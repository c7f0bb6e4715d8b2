//! BSON-specific value types.

/// BSON ObjectId in the legacy three-field layout: time, machine and
/// increment, each written as a big-endian 4-byte group (12 bytes on the
/// wire). All three fields round-trip exactly; no byte is interpreted.
#[derive(Debug, Clone, Copy, PartialEq, Eq)]
pub struct BsonObjectId {
    pub time: i32,
    pub machine: i32,
    pub inc: i32,
}

/// BSON JavaScript code (without scope).
#[derive(Debug, Clone, PartialEq)]
pub struct BsonJavascriptCode {
    pub code: String,
}

/// BSON Symbol (deprecated BSON type).
#[derive(Debug, Clone, PartialEq)]
pub struct BsonSymbol {
    pub symbol: String,
}

/// BSON JavaScript code with scope (deprecated).
#[derive(Debug, Clone, PartialEq)]
pub struct BsonJavascriptCodeWithScope {
    pub code: String,
    pub scope: Vec<(String, BsonValue)>,
}

/// BSON Timestamp (replication timestamp: increment + seconds).
#[derive(Debug, Clone, Copy, PartialEq, Eq)]
pub struct BsonTimestamp {
    pub increment: i32,
    pub timestamp: i32,
}

/// BSON Binary data (subtype + raw bytes).
///
/// The subtype byte is carried verbatim in both directions, including
/// subtypes the codec does not interpret. Reconstructing a higher-level
/// type (a UUID, say) from the bytes is the consumer's decision.
#[derive(Debug, Clone, PartialEq, Eq)]
pub struct BsonBinary {
    pub subtype: u8,
    pub data: Vec<u8>,
}

impl BsonBinary {
    pub const SUBTYPE_GENERIC: u8 = 0x00;
    pub const SUBTYPE_FUNCTION: u8 = 0x01;
    pub const SUBTYPE_BINARY_OLD: u8 = 0x02;
    pub const SUBTYPE_UUID_OLD: u8 = 0x03;
    pub const SUBTYPE_UUID: u8 = 0x04;
    pub const SUBTYPE_MD5: u8 = 0x05;
    pub const SUBTYPE_USER_DEFINED: u8 = 0x80;

    /// Generic binary data (subtype 0x00).
    pub fn new(data: Vec<u8>) -> Self {
        Self {
            subtype: Self::SUBTYPE_GENERIC,
            data,
        }
    }

    /// A UUID carried as binary subtype 0x04, bytes preserved verbatim.
    pub fn uuid(bytes: [u8; 16]) -> Self {
        Self {
            subtype: Self::SUBTYPE_UUID,
            data: bytes.to_vec(),
        }
    }
}

/// A BSON value that can appear as a document field value.
///
/// The variant set is closed: both the encoder and the decoder match on
/// it exhaustively, so a new variant cannot be added without updating
/// both directions.
#[derive(Debug, Clone, PartialEq)]
pub enum BsonValue {
    /// BSON double (0x01)
    Float(f64),
    /// BSON UTF-8 string (0x02)
    Str(String),
    /// Embedded BSON document (0x03)
    Document(Vec<(String, BsonValue)>),
    /// BSON array (0x04)
    Array(Vec<BsonValue>),
    /// BSON binary data (0x05)
    Binary(BsonBinary),
    /// BSON ObjectId (0x07)
    ObjectId(BsonObjectId),
    /// BSON boolean (0x08)
    Boolean(bool),
    /// BSON UTC datetime, milliseconds since epoch (0x09)
    DateTime(i64),
    /// BSON null (0x0a)
    Null,
    /// BSON regular expression: pattern and flags (0x0b)
    Regex(String, String),
    /// BSON JavaScript code (0x0d)
    JavaScriptCode(BsonJavascriptCode),
    /// BSON Symbol (deprecated) (0x0e)
    Symbol(BsonSymbol),
    /// BSON JavaScript code with scope (deprecated) (0x0f)
    JavaScriptCodeWithScope(BsonJavascriptCodeWithScope),
    /// BSON int32 (0x10)
    Int32(i32),
    /// BSON Timestamp (0x11)
    Timestamp(BsonTimestamp),
    /// BSON int64 (0x12)
    Int64(i64),
    /// BSON MinKey (0xFF)
    MinKey,
    /// BSON MaxKey (0x7F)
    MaxKey,
}

impl From<bool> for BsonValue {
    fn from(value: bool) -> Self {
        BsonValue::Boolean(value)
    }
}

impl From<i32> for BsonValue {
    fn from(value: i32) -> Self {
        BsonValue::Int32(value)
    }
}

/// Integral values that fit in 32 bits encode as Int32, wider values as
/// Int64. A value built as `Int64` directly keeps its width regardless
/// of magnitude.
impl From<i64> for BsonValue {
    fn from(value: i64) -> Self {
        match i32::try_from(value) {
            Ok(narrow) => BsonValue::Int32(narrow),
            Err(_) => BsonValue::Int64(value),
        }
    }
}

impl From<f64> for BsonValue {
    fn from(value: f64) -> Self {
        BsonValue::Float(value)
    }
}

impl From<&str> for BsonValue {
    fn from(value: &str) -> Self {
        BsonValue::Str(value.to_string())
    }
}

impl From<String> for BsonValue {
    fn from(value: String) -> Self {
        BsonValue::Str(value)
    }
}

#[cfg(test)]
mod tests {
    use super::*;

    #[test]
    fn i64_conversion_narrows_when_it_fits() {
        assert_eq!(BsonValue::from(3i64), BsonValue::Int32(3));
        assert_eq!(BsonValue::from(-3i64), BsonValue::Int32(-3));
        assert_eq!(BsonValue::from(i32::MAX as i64), BsonValue::Int32(i32::MAX));
    }

    #[test]
    fn i64_conversion_keeps_wide_values_wide() {
        let wide = i32::MAX as i64 + 1;
        assert_eq!(BsonValue::from(wide), BsonValue::Int64(wide));
        assert_eq!(BsonValue::from(i64::MIN), BsonValue::Int64(i64::MIN));
    }

    #[test]
    fn uuid_binary_uses_the_uuid_subtype() {
        let bin = BsonBinary::uuid([7u8; 16]);
        assert_eq!(bin.subtype, BsonBinary::SUBTYPE_UUID);
        assert_eq!(bin.data.len(), 16);
    }
}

== Requirement ==
Where the line holding "BSON array (0x04)" appears in the listing above, start reproducing exactly, and end with the line holding "impl From<i64> for".

== Solution to the problem ==
    /// BSON array (0x04)
    Array(Vec<BsonValue>),
    /// BSON binary data (0x05)
    Binary(BsonBinary),
    /// BSON ObjectId (0x07)
    ObjectId(BsonObjectId),
    /// BSON boolean (0x08)
    Boolean(bool),
    /// BSON UTC datetime, milliseconds since epoch (0x09)
    DateTime(i64),
    /// BSON null (0x0a)
    Null,
    /// BSON regular expression: pattern and flags (0x0b)
    Regex(String, String),
    /// BSON JavaScript code (0x0d)
    JavaScriptCode(BsonJavascriptCode),
    /// BSON Symbol (deprecated) (0x0e)
    Symbol(BsonSymbol),
    /// BSON JavaScript code with scope (deprecated) (0x0f)
    JavaScriptCodeWithScope(BsonJavascriptCodeWithScope),
    /// BSON int32 (0x10)
    Int32(i32),
    /// BSON Timestamp (0x11)
    Timestamp(BsonTimestamp),
    /// BSON int64 (0x12)
    Int64(i64),
    /// BSON MinKey (0xFF)
    MinKey,
    /// BSON MaxKey (0x7F)
    MaxKey,
}

impl From<bool> for BsonValue {
    fn from(value: bool) -> Self {
        BsonValue::Boolean(value)
    }
}

impl From<i32> for BsonValue {
    fn from(value: i32) -> Self {
        BsonValue::Int32(value)
    }
}

/// Integral values that fit in 32 bits encode as Int32, wider values as
/// Int64. A value built as `Int64` directly keeps its width regardless
/// of magnitude.
impl From<i64> for BsonValue {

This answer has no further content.